Children with high-risk asthma are at heightened risk for mental health conditions, in part because of fears about future asthma attacks. But that’s only one reason. Inflammation related to asthma may also play a role in how the brain behaves. For this reason, patients who are 13 or older also go through a screening for anxiety and depression in High Risk Asthma Clinic, and are either seen by the team psychologist, or referred to community resources. Through research, Dr. Krupp hopes to learn whether controlling asthma symptoms will help reduce anxiety and depression (or vice versa).

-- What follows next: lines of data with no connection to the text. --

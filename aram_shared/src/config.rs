//! Configuration system.
//!
//! Loads client and reference-world configuration from JSON strings/files.
//! Every field has a default, so `{}` is a valid config.

use std::path::Path;

use anyhow::Context;
use serde::{de::DeserializeOwned, Deserialize, Serialize};
use tracing::debug;

use crate::physics::PhysicsConfig;

/// Client-side tunables.
#[derive(Debug, Clone, PartialEq, Serialize, Deserialize)]
pub struct ClientConfig {
    #[serde(default)]
    pub physics: PhysicsConfig,
    /// How far behind real time remote entities are rendered.
    #[serde(default = "default_interpolation_delay_ms")]
    pub interpolation_delay_ms: f64,
    /// Remote history older than this (relative to now) is dropped.
    #[serde(default = "default_history_retention_ms")]
    pub history_retention_ms: f64,
    /// Fraction of the remaining gap closed per frame when smoothing the
    /// rendered local position toward the predicted one.
    #[serde(default = "default_correction_factor")]
    pub correction_factor: f32,
    /// Remote speed (units/s) above which an entity counts as walking.
    #[serde(default = "default_walk_speed_threshold")]
    pub walk_speed_threshold: f32,
}

fn default_interpolation_delay_ms() -> f64 {
    100.0
}

fn default_history_retention_ms() -> f64 {
    1000.0
}

fn default_correction_factor() -> f32 {
    0.2
}

fn default_walk_speed_threshold() -> f32 {
    1.0
}

impl Default for ClientConfig {
    fn default() -> Self {
        Self {
            physics: PhysicsConfig::default(),
            interpolation_delay_ms: default_interpolation_delay_ms(),
            history_retention_ms: default_history_retention_ms(),
            correction_factor: default_correction_factor(),
            walk_speed_threshold: default_walk_speed_threshold(),
        }
    }
}

/// Reference world tunables.
#[derive(Debug, Clone, PartialEq, Serialize, Deserialize)]
pub struct ServerConfig {
    #[serde(default)]
    pub physics: PhysicsConfig,
    /// Number of boxes scattered by level generation.
    #[serde(default = "default_box_count")]
    pub box_count: usize,
    /// Boxes and spawn points lie within `[-extent, extent]` on X and Z.
    #[serde(default = "default_world_extent")]
    pub world_extent: f32,
    /// Seed for level generation and spawn selection.
    #[serde(default)]
    pub seed: u64,
}

fn default_box_count() -> usize {
    20
}

fn default_world_extent() -> f32 {
    50.0
}

impl Default for ServerConfig {
    fn default() -> Self {
        Self {
            physics: PhysicsConfig::default(),
            box_count: default_box_count(),
            world_extent: default_world_extent(),
            seed: 0,
        }
    }
}

impl ClientConfig {
    /// Parses config from JSON.
    pub fn from_json_str(s: &str) -> serde_json::Result<Self> {
        serde_json::from_str(s)
    }

    pub fn from_path(path: impl AsRef<Path>) -> anyhow::Result<Self> {
        load_json(path.as_ref())
    }
}

impl ServerConfig {
    /// Parses config from JSON.
    pub fn from_json_str(s: &str) -> serde_json::Result<Self> {
        serde_json::from_str(s)
    }

    pub fn from_path(path: impl AsRef<Path>) -> anyhow::Result<Self> {
        load_json(path.as_ref())
    }
}

/// Reads and parses a JSON config file.
pub fn load_json<T: DeserializeOwned>(path: &Path) -> anyhow::Result<T> {
    let text = std::fs::read_to_string(path)
        .with_context(|| format!("read config {}", path.display()))?;
    let cfg = serde_json::from_str(&text).with_context(|| format!("parse config {}", path.display()))?;
    debug!(path = %path.display(), bytes = text.len(), "Loaded config");
    Ok(cfg)
}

A key role within the program is the nurse coordinator – a position funded by donors to Riley Children’s Foundation – who works closely with families to coordinate care and conduct screenings. “Being able to have that continuity from visit to visit is really important for this type of program,” Dr. Krupp shares. “We build relationships over time, through consistency and caring. Our patients learn they can reach out to us for just about anything, and we will work to try and make it better.”
The ultimate goal is for patients to be in a position where their asthma does not need to play a factor in their life decisions, from school extracurriculars to careers. Aquoia has benefited from this first-hand. “With donations and having such a great team, it’s allowed me to get to a better place to do what I want to do,” she says.
Now 17, Aquoia recently graduated from Warren Central High School in Indianapolis, where she served as assistant editor for the school newspaper and performed in show choir. Being able to sing and dance on stage is significant progress for the teenager, who once struggled to make it through the night without gasping for air.
“I always want to dive in and do something new and more adventurous,” Aquoia says. Her next adventure: Starting nursing school at IUPUI in the fall, inspired by her own medical team.
“Being a patient at Riley has created a little family,” Aquoia says. Her Riley caregivers have attended her choir concerts and participated in walks to raise awareness about asthma. “These are relationships that will last beyond treatment,” echoes Tiffany. “We’ll have to start calling Dr. Krupp ‘Aunt Doctor Krupp.’” They both laugh, but the sentiment is sincere.